Sial bagi Raika, ketika mengetahui anak tetangganya yang membuntuti dirinya masuk ke Sekolah ini. Kai. Cowok lupa berekspresi yang suka bikin gerah hati. Apalagi topi buluknya yang seperti minta di cuci tersebut. Entah mengapa, cowok itu suka sekali memakai topi. Raika mengira-ngira, mungkin kepalanya pitak. Atau ada bisul besar di salah satu sisinya. Atau jangan-jangan rambutnya berwarna dan takut kena razia oleh guru BP. Tiba-tiba saja Raika jadi gemas sendiri ingin membuka topi tersebut dan melihat kepala si jangkung yang selalu tertutup.

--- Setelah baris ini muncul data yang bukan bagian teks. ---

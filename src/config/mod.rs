//! Configuration loading and management.
//!
//! This module is split into logical submodules:
//! - [`types`]: Core config struct definitions (Config, ServerConfig, DatabaseConfig,
//!   TimeoutsConfig)
//! - [`listen`]: WebSocket listener configuration (ListenConfig)
//! - [`auth`]: Authentication layer selection (AuthConfig)
//! - [`limits`]: Queue capacities, frame size and inbound rate limits (LimitsConfig)
//! - [`validation`]: Startup validation returning every error found

mod auth;
mod limits;
mod listen;
mod types;
pub mod validation;

pub use auth::{AuthConfig, AuthMode};
pub use limits::LimitsConfig;
pub use listen::ListenConfig;
pub use types::{Config, ConfigError, DatabaseConfig, LogFormat, ServerConfig, TimeoutsConfig};
pub use validation::{ValidationError, validate};
//! The Registry's tables: live clients and the group index.
//!
//! Only the Registry task mutates these (under the write lock); delivery reads
//! them under the read lock. Every mutation keeps the invariant that a user in
//! any group subset is also in the live set.

use super::client::ClientHandle;
use crate::protocol::{GroupId, UserId};
use std::collections::{HashMap, HashSet};
use tokio::sync::mpsc;
use uuid::Uuid;

use crate::protocol::Frame;

#[derive(Debug, Default)]
pub(crate) struct Tables {
    clients: HashMap<UserId, ClientHandle>,
    groups: HashMap<GroupId, HashSet<UserId>>,
    /// Reverse of `groups`, so removal touches only the user's own subsets.
    memberships: HashMap<UserId, HashSet<GroupId>>,
}

impl Tables {
    /// Add a client and index its group snapshot. Returns the client it replaced.
    pub(crate) fn register(&mut self, client: ClientHandle) -> Option<ClientHandle> {
        let replaced = self.remove_user(&client.user_id);

        let user_id = client.user_id.clone();
        let mut joined = HashSet::with_capacity(client.groups().len());
        for group_id in client.groups() {
            self.groups
                .entry(group_id.clone())
                .or_default()
                .insert(user_id.clone());
            joined.insert(group_id.clone());
        }
        self.memberships.insert(user_id.clone(), joined);
        self.clients.insert(user_id, client);

        replaced
    }

    /// Remove the client for `user_id` if it is still connection `conn_id`.
    ///
    /// A stale `conn_id` (the user has since reconnected) is a no-op, as is a
    /// user that is not registered.
    pub(crate) fn unregister(&mut self, user_id: &str, conn_id: Uuid) -> Option<ClientHandle> {
        match self.clients.get(user_id) {
            Some(current) if current.conn_id == conn_id => self.remove_user(user_id),
            _ => None,
        }
    }

    /// Add a live user to a group subset. Ignored for users who are not live.
    pub(crate) fn join_group(&mut self, user_id: &str, group_id: &str) -> bool {
        let Some(joined) = self.memberships.get_mut(user_id) else {
            return false;
        };
        if !joined.insert(group_id.to_string()) {
            return false;
        }
        self.groups
            .entry(group_id.to_string())
            .or_default()
            .insert(user_id.to_string());
        true
    }

    /// Remove a user from one group subset, dropping the subset if it empties.
    pub(crate) fn leave_group(&mut self, user_id: &str, group_id: &str) -> bool {
        let removed = self
            .memberships
            .get_mut(user_id)
            .is_some_and(|joined| joined.remove(group_id));
        if removed {
            self.detach(user_id, group_id);
        }
        removed
    }

    /// Empty every table, returning the clients that were live.
    pub(crate) fn drain(&mut self) -> Vec<ClientHandle> {
        self.groups.clear();
        self.memberships.clear();
        self.clients.drain().map(|(_, client)| client).collect()
    }

    fn remove_user(&mut self, user_id: &str) -> Option<ClientHandle> {
        let client = self.clients.remove(user_id)?;
        if let Some(joined) = self.memberships.remove(user_id) {
            for group_id in &joined {
                self.detach(user_id, group_id);
            }
        }
        Some(client)
    }

    fn detach(&mut self, user_id: &str, group_id: &str) {
        if let Some(members) = self.groups.get_mut(group_id) {
            members.remove(user_id);
            if members.is_empty() {
                self.groups.remove(group_id);
            }
        }
    }

    pub(crate) fn client_count(&self) -> usize {
        self.clients.len()
    }

    pub(crate) fn group_count(&self) -> usize {
        self.groups.len()
    }

    pub(crate) fn contains(&self, user_id: &str) -> bool {
        self.clients.contains_key(user_id)
    }

    pub(crate) fn group_members(&self, group_id: &str) -> Option<&HashSet<UserId>> {
        self.groups.get(group_id)
    }

    pub(crate) fn client(&self, user_id: &str) -> Option<&ClientHandle> {
        self.clients.get(user_id)
    }

    /// Outbound senders of a group's live members, minus `exclude`.
    pub(crate) fn group_targets(
        &self,
        group_id: &str,
        exclude: Option<&str>,
    ) -> Vec<mpsc::Sender<Frame>> {
        let Some(members) = self.groups.get(group_id) else {
            return Vec::new();
        };
        members
            .iter()
            .filter(|id| Some(id.as_str()) != exclude)
            .filter_map(|id| self.clients.get(id))
            .map(|client| client.outbound().clone())
            .collect()
    }

    /// Outbound senders of every live client, minus `exclude`.
    pub(crate) fn all_targets(&self, exclude: Option<&str>) -> Vec<mpsc::Sender<Frame>> {
        self.clients
            .iter()
            .filter(|(id, _)| Some(id.as_str()) != exclude)
            .map(|(_, client)| client.outbound().clone())
            .collect()
    }

    /// Whether every indexed group member is live and both indexes agree.
    #[cfg(test)]
    pub(crate) fn is_consistent(&self) -> bool {
        let forward_ok = self.groups.iter().all(|(group_id, members)| {
            !members.is_empty()
                && members.iter().all(|user_id| {
                    self.clients.contains_key(user_id)
                        && self
                            .memberships
                            .get(user_id)
                            .is_some_and(|joined| joined.contains(group_id))
                })
        });
        let reverse_ok = self.memberships.iter().all(|(user_id, joined)| {
            self.clients.contains_key(user_id)
                && joined.iter().all(|group_id| {
                    self.groups
                        .get(group_id)
                        .is_some_and(|members| members.contains(user_id))
                })
        });
        forward_ok && reverse_ok && self.memberships.len() == self.clients.len()
    }
}
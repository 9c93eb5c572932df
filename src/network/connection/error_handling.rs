//! Classification of transport errors.

use super::lifecycle::CloseReason;
use std::io::ErrorKind;
use tokio_tungstenite::tungstenite::Error as WsError;
use tokio_tungstenite::tungstenite::error::ProtocolError as WsProtocolError;

/// Map a read error to the reason the connection is closing.
///
/// Every read error is fatal to the connection; the distinction only decides
/// how loudly it is logged and which close code is sent.
pub(super) fn classify_read_error(e: &WsError) -> CloseReason {
    match e {
        WsError::ConnectionClosed | WsError::AlreadyClosed => CloseReason::ClientClosed,
        WsError::Protocol(WsProtocolError::ResetWithoutClosingHandshake) => {
            CloseReason::ClientClosed
        }
        WsError::Io(io) if is_peer_gone(io.kind()) => CloseReason::ClientClosed,
        // Oversized frames and messages land here.
        WsError::Capacity(_) => CloseReason::TransportError,
        _ => CloseReason::TransportError,
    }
}

fn is_peer_gone(kind: ErrorKind) -> bool {
    matches!(
        kind,
        ErrorKind::ConnectionReset
            | ErrorKind::ConnectionAborted
            | ErrorKind::BrokenPipe
            | ErrorKind::UnexpectedEof
    )
}
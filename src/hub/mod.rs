//! The Registry (hub): the single authority over who is connected and who is in
//! which group.
//!
//! # Architecture
//!
//! - **Single writer**: one task owns the command loop and is the only code that
//!   mutates the tables. Everyone else sends it a [`HubCommand`] over a bounded
//!   channel and awaits the acknowledgement.
//! - **Read path**: delivery primitives take the read lock just long enough to
//!   snapshot the target queues, then enqueue outside the lock.
//! - **Stopped registry**: a command sent after shutdown is dropped with a warning
//!   and surfaces as [`HubError::Stopped`]; it is never fatal.

mod client;
mod delivery;
mod registry;
mod stats;

pub use client::{ClientHandle, DeliveryOutcome};
pub use delivery::DeliveryReport;
pub use stats::{HubStats, HubStatsSnapshot};

use crate::protocol::{GroupId, PresenceStatus, ServerMessage, UserId};
use parking_lot::RwLock;
use registry::Tables;
use std::sync::Arc;
use std::time::Duration;
use thiserror::Error;
use tokio::sync::{mpsc, oneshot};
use tokio::task::JoinHandle;
use tracing::{debug, info, warn};
use uuid::Uuid;

/// Registry failures. Callers log them; none is fatal to the process.
#[derive(Debug, Clone, Copy, Error, PartialEq, Eq)]
pub enum HubError {
    #[error("registry has stopped")]
    Stopped,
    #[error("registry did not answer within {0:?}")]
    Timeout(Duration),
}

/// Commands consumed by the Registry task.
#[derive(Debug)]
enum HubCommand {
    Register {
        client: ClientHandle,
        ack: oneshot::Sender<()>,
    },
    Unregister {
        user_id: UserId,
        conn_id: Uuid,
        ack: oneshot::Sender<bool>,
    },
    JoinGroup {
        user_id: UserId,
        group_id: GroupId,
        ack: oneshot::Sender<bool>,
    },
    LeaveGroup {
        user_id: UserId,
        group_id: GroupId,
        ack: oneshot::Sender<bool>,
    },
    Shutdown {
        ack: oneshot::Sender<()>,
    },
}

impl HubCommand {
    fn name(&self) -> &'static str {
        match self {
            Self::Register { .. } => "register",
            Self::Unregister { .. } => "unregister",
            Self::JoinGroup { .. } => "join_group",
            Self::LeaveGroup { .. } => "leave_group",
            Self::Shutdown { .. } => "shutdown",
        }
    }
}

struct Shared {
    tables: RwLock<Tables>,
    stats: HubStats,
}

/// Cloneable handle to the Registry.
#[derive(Clone)]
pub struct Hub {
    shared: Arc<Shared>,
    commands: mpsc::Sender<HubCommand>,
}

impl Hub {
    /// Start the Registry task with a command channel of `command_capacity`.
    ///
    /// The returned handle completes once the Registry has shut down.
    pub fn spawn(command_capacity: usize) -> (Self, JoinHandle<()>) {
        let (tx, rx) = mpsc::channel(command_capacity.max(1));
        let shared = Arc::new(Shared {
            tables: RwLock::new(Tables::default()),
            stats: HubStats::default(),
        });

        let hub = Self {
            shared: Arc::clone(&shared),
            commands: tx,
        };
        let task = tokio::spawn(run(shared, rx));
        (hub, task)
    }

    pub fn stats(&self) -> HubStatsSnapshot {
        self.shared.stats.snapshot()
    }

    /// Whether a client for `user_id` is currently registered.
    pub fn is_online(&self, user_id: &str) -> bool {
        self.shared.tables.read().contains(user_id)
    }

    /// Live members of a group, as currently indexed.
    pub fn group_members(&self, group_id: &str) -> Vec<UserId> {
        let tables = self.shared.tables.read();
        let mut members: Vec<UserId> = tables
            .group_members(group_id)
            .map(|m| m.iter().cloned().collect())
            .unwrap_or_default();
        members.sort();
        members
    }

    /// Connection id of the user's live client.
    pub fn connection_of(&self, user_id: &str) -> Option<Uuid> {
        self.shared.tables.read().client(user_id).map(|c| c.conn_id)
    }

    /// Add a client to the live set and index its groups.
    ///
    /// A client already registered for the same user is replaced and told to shut down.
    pub async fn register(&self, client: ClientHandle) -> Result<(), HubError> {
        self.request(|ack| HubCommand::Register { client, ack }).await
    }

    /// Remove connection `conn_id` of `user_id`. Returns whether anything was removed.
    pub async fn unregister(&self, user_id: &str, conn_id: Uuid) -> Result<bool, HubError> {
        self.request(|ack| HubCommand::Unregister {
            user_id: user_id.to_string(),
            conn_id,
            ack,
        })
        .await
    }

    /// [`Hub::unregister`] bounded by `timeout`, so a stuck Registry cannot wedge the caller.
    pub async fn unregister_within(
        &self,
        user_id: &str,
        conn_id: Uuid,
        timeout: Duration,
    ) -> Result<bool, HubError> {
        tokio::time::timeout(timeout, self.unregister(user_id, conn_id))
            .await
            .map_err(|_| HubError::Timeout(timeout))?
    }

    /// Add a live user to a group's fan-out set.
    pub async fn join_group(&self, user_id: &str, group_id: &str) -> Result<bool, HubError> {
        self.request(|ack| HubCommand::JoinGroup {
            user_id: user_id.to_string(),
            group_id: group_id.to_string(),
            ack,
        })
        .await
    }

    /// Remove a user from a group's fan-out set.
    pub async fn leave_group(&self, user_id: &str, group_id: &str) -> Result<bool, HubError> {
        self.request(|ack| HubCommand::LeaveGroup {
            user_id: user_id.to_string(),
            group_id: group_id.to_string(),
            ack,
        })
        .await
    }

    /// Stop the Registry, asking every live client to disconnect.
    pub async fn shutdown(&self) -> Result<(), HubError> {
        self.request(|ack| HubCommand::Shutdown { ack }).await
    }

    async fn request<T>(
        &self,
        build: impl FnOnce(oneshot::Sender<T>) -> HubCommand,
    ) -> Result<T, HubError> {
        let (ack_tx, ack_rx) = oneshot::channel();
        let command = build(ack_tx);
        let name = command.name();

        if self.commands.send(command).await.is_err() {
            warn!(command = name, "Registry stopped; command dropped");
            return Err(HubError::Stopped);
        }

        ack_rx.await.map_err(|_| {
            warn!(command = name, "Registry stopped before answering");
            HubError::Stopped
        })
    }
}

/// The Registry command loop.
async fn run(shared: Arc<Shared>, mut rx: mpsc::Receiver<HubCommand>) {
    debug!("Registry started");

    while let Some(command) = rx.recv().await {
        match command {
            HubCommand::Register { client, ack } => {
                let user_id = client.user_id.clone();
                let conn_id = client.conn_id;
                let replaced = {
                    let mut tables = shared.tables.write();
                    let replaced = tables.register(client);
                    publish_sizes(&shared, &tables);
                    replaced
                };
                shared.stats.registered(replaced.is_some());

                match replaced {
                    Some(old) => {
                        debug!(
                            user_id = %user_id,
                            old_conn = %old.conn_id,
                            new_conn = %conn_id,
                            "Client replaced"
                        );
                        old.shutdown();
                    }
                    None => {
                        debug!(user_id = %user_id, conn_id = %conn_id, "Client registered");
                        announce(&shared, &user_id, PresenceStatus::Online);
                    }
                }
                let _ = ack.send(());
            }
            HubCommand::Unregister {
                user_id,
                conn_id,
                ack,
            } => {
                let removed = {
                    let mut tables = shared.tables.write();
                    let removed = tables.unregister(&user_id, conn_id);
                    publish_sizes(&shared, &tables);
                    removed
                };
                shared.stats.unregister_requested(removed.is_some());

                if removed.is_some() {
                    debug!(user_id = %user_id, conn_id = %conn_id, "Client unregistered");
                    announce(&shared, &user_id, PresenceStatus::Offline);
                }
                let _ = ack.send(removed.is_some());
            }
            HubCommand::JoinGroup {
                user_id,
                group_id,
                ack,
            } => {
                let joined = {
                    let mut tables = shared.tables.write();
                    let joined = tables.join_group(&user_id, &group_id);
                    publish_sizes(&shared, &tables);
                    joined
                };
                debug!(user_id = %user_id, group_id = %group_id, joined, "Group join");
                let _ = ack.send(joined);
            }
            HubCommand::LeaveGroup {
                user_id,
                group_id,
                ack,
            } => {
                let left = {
                    let mut tables = shared.tables.write();
                    let left = tables.leave_group(&user_id, &group_id);
                    publish_sizes(&shared, &tables);
                    left
                };
                debug!(user_id = %user_id, group_id = %group_id, left, "Group leave");
                let _ = ack.send(left);
            }
            HubCommand::Shutdown { ack } => {
                let clients = {
                    let mut tables = shared.tables.write();
                    let clients = tables.drain();
                    publish_sizes(&shared, &tables);
                    clients
                };
                info!(clients = clients.len(), "Registry shutting down");
                for client in &clients {
                    client.shutdown();
                }
                let _ = ack.send(());
                break;
            }
        }
    }

    debug!("Registry stopped");
}

fn publish_sizes(shared: &Shared, tables: &Tables) {
    let (clients, groups) = (tables.client_count(), tables.group_count());
    shared.stats.set_sizes(clients, groups);
    crate::metrics::set_registry_size(clients, groups);
}

/// Best-effort presence broadcast; runs after the write lock is released.
fn announce(shared: &Shared, user_id: &str, status: PresenceStatus) {
    let frame = ServerMessage::presence(user_id, status).to_frame();
    let targets = shared.tables.read().all_targets(Some(user_id));
    let report = delivery::enqueue_all(&targets, &frame);
    shared.stats.deliveries(report.delivered, report.dropped);
}

#[cfg(test)]
mod tests {
    use super::*;
    use crate::protocol::Frame;
    use serde_json::Value;
    use tokio_util::sync::CancellationToken;

    fn client(
        user: &str,
        groups: &[&str],
    ) -> (ClientHandle, mpsc::Receiver<Frame>, CancellationToken) {
        let (tx, rx) = mpsc::channel(16);
        let token = CancellationToken::new();
        let handle = ClientHandle::new(
            user.to_string(),
            Uuid::new_v4(),
            groups.iter().map(|g| g.to_string()).collect(),
            tx,
            token.clone(),
        );
        (handle, rx, token)
    }

    fn parse(frame: &Frame) -> Value {
        serde_json::from_str(frame.as_str()).expect("valid json")
    }

    #[tokio::test]
    async fn register_and_unregister_through_command_loop() {
        let (hub, _task) = Hub::spawn(8);
        let (a, _rx_a, _) = client("a", &["g"]);
        let conn = a.conn_id;

        hub.register(a).await.expect("register");
        assert!(hub.is_online("a"));
        assert_eq!(hub.group_members("g"), vec!["a"]);

        assert!(hub.unregister("a", conn).await.expect("unregister"));
        assert!(!hub.unregister("a", conn).await.expect("repeat is a no-op"));
        assert!(!hub.is_online("a"));
        assert!(hub.group_members("g").is_empty());

        let stats = hub.stats();
        assert_eq!(stats.registrations, 1);
        assert_eq!(stats.unregister_requests, 2);
        assert_eq!(stats.unregistrations, 1);
        assert_eq!(stats.live_clients, 0);
    }

    #[tokio::test]
    async fn presence_is_announced_to_others_only() {
        let (hub, _task) = Hub::spawn(8);
        let (a, mut rx_a, _) = client("a", &[]);
        let (b, mut rx_b, _) = client("b", &[]);
        let b_conn = b.conn_id;

        hub.register(a).await.expect("register a");
        hub.register(b).await.expect("register b");

        let online = parse(&rx_a.try_recv().expect("a sees b online"));
        assert_eq!(online["data"]["user_id"], "b");
        assert_eq!(online["data"]["status"], "online");
        assert!(rx_b.try_recv().is_err(), "b is not told about itself or earlier clients");

        hub.unregister("b", b_conn).await.expect("unregister");
        let offline = parse(&rx_a.try_recv().expect("a sees b offline"));
        assert_eq!(offline["data"]["status"], "offline");
    }

    #[tokio::test]
    async fn reconnect_signals_old_connection() {
        let (hub, _task) = Hub::spawn(8);
        let (first, _rx1, first_token) = client("a", &["g"]);
        let first_conn = first.conn_id;
        let (second, _rx2, second_token) = client("a", &[]);

        hub.register(first).await.expect("register");
        hub.register(second).await.expect("replace");

        assert!(first_token.is_cancelled());
        assert!(!second_token.is_cancelled());
        assert!(hub.group_members("g").is_empty());
        assert!(!hub.unregister("a", first_conn).await.expect("stale unregister"));
        assert!(hub.is_online("a"));
        assert_eq!(hub.stats().replacements, 1);
    }

    #[tokio::test]
    async fn join_and_leave_groups_live() {
        let (hub, _task) = Hub::spawn(8);
        let (a, _rx, _) = client("a", &[]);
        hub.register(a).await.expect("register");

        assert!(hub.join_group("a", "g").await.expect("join"));
        assert!(!hub.join_group("ghost", "g").await.expect("join ignored"));
        assert_eq!(hub.group_members("g"), vec!["a"]);
        assert!(hub.leave_group("a", "g").await.expect("leave"));
        assert_eq!(hub.stats().live_groups, 0);
    }

    #[tokio::test]
    async fn commands_after_shutdown_report_stopped() {
        let (hub, task) = Hub::spawn(8);
        let (a, _rx, token) = client("a", &["g"]);
        hub.register(a).await.expect("register");

        hub.shutdown().await.expect("shutdown");
        task.await.expect("registry task ends");
        assert!(token.is_cancelled());

        let (b, _rx_b, _) = client("b", &[]);
        assert_eq!(hub.register(b).await, Err(HubError::Stopped));
        assert_eq!(hub.unregister("a", Uuid::new_v4()).await, Err(HubError::Stopped));
    }

    #[tokio::test]
    async fn unregister_within_times_out_on_stuck_registry() {
        // A full command channel whose consumer never runs stands in for a wedged Registry.
        let (tx, _rx) = mpsc::channel(1);
        let hub = Hub {
            shared: Arc::new(Shared {
                tables: RwLock::new(Tables::default()),
                stats: HubStats::default(),
            }),
            commands: tx,
        };
        let (ack, _) = oneshot::channel();
        hub.commands
            .send(HubCommand::Shutdown { ack })
            .await
            .expect("fill channel");

        let timeout = Duration::from_millis(50);
        let result = hub.unregister_within("a", Uuid::new_v4(), timeout).await;
        assert_eq!(result, Err(HubError::Timeout(timeout)));
    }
}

Raika dan Selena kini sedang berjalan beriringan menuju kantin. Sepanjang perjalanan Raika tak pernah berhenti mengoceh. Walaupun mereka baru bertemu, tetapi Raika tak sungkan membicarakan banyak hal pada teman barunya, termasuk aibnya yang suka mengorok saat tidur.

Tiba-tiba langkah Raika terhenti ketika seseorang dengan sengaja meremas salah satu bulatan yang berada di atas kepalanya. Raika pun meradang. "Ih, rese'!" Kemudian ia menoleh ke kanan, tepatnya pada sang pelaku yang memasang wajah datar. Raika mencebik. Dia lagi. Dia lagi. (Munia)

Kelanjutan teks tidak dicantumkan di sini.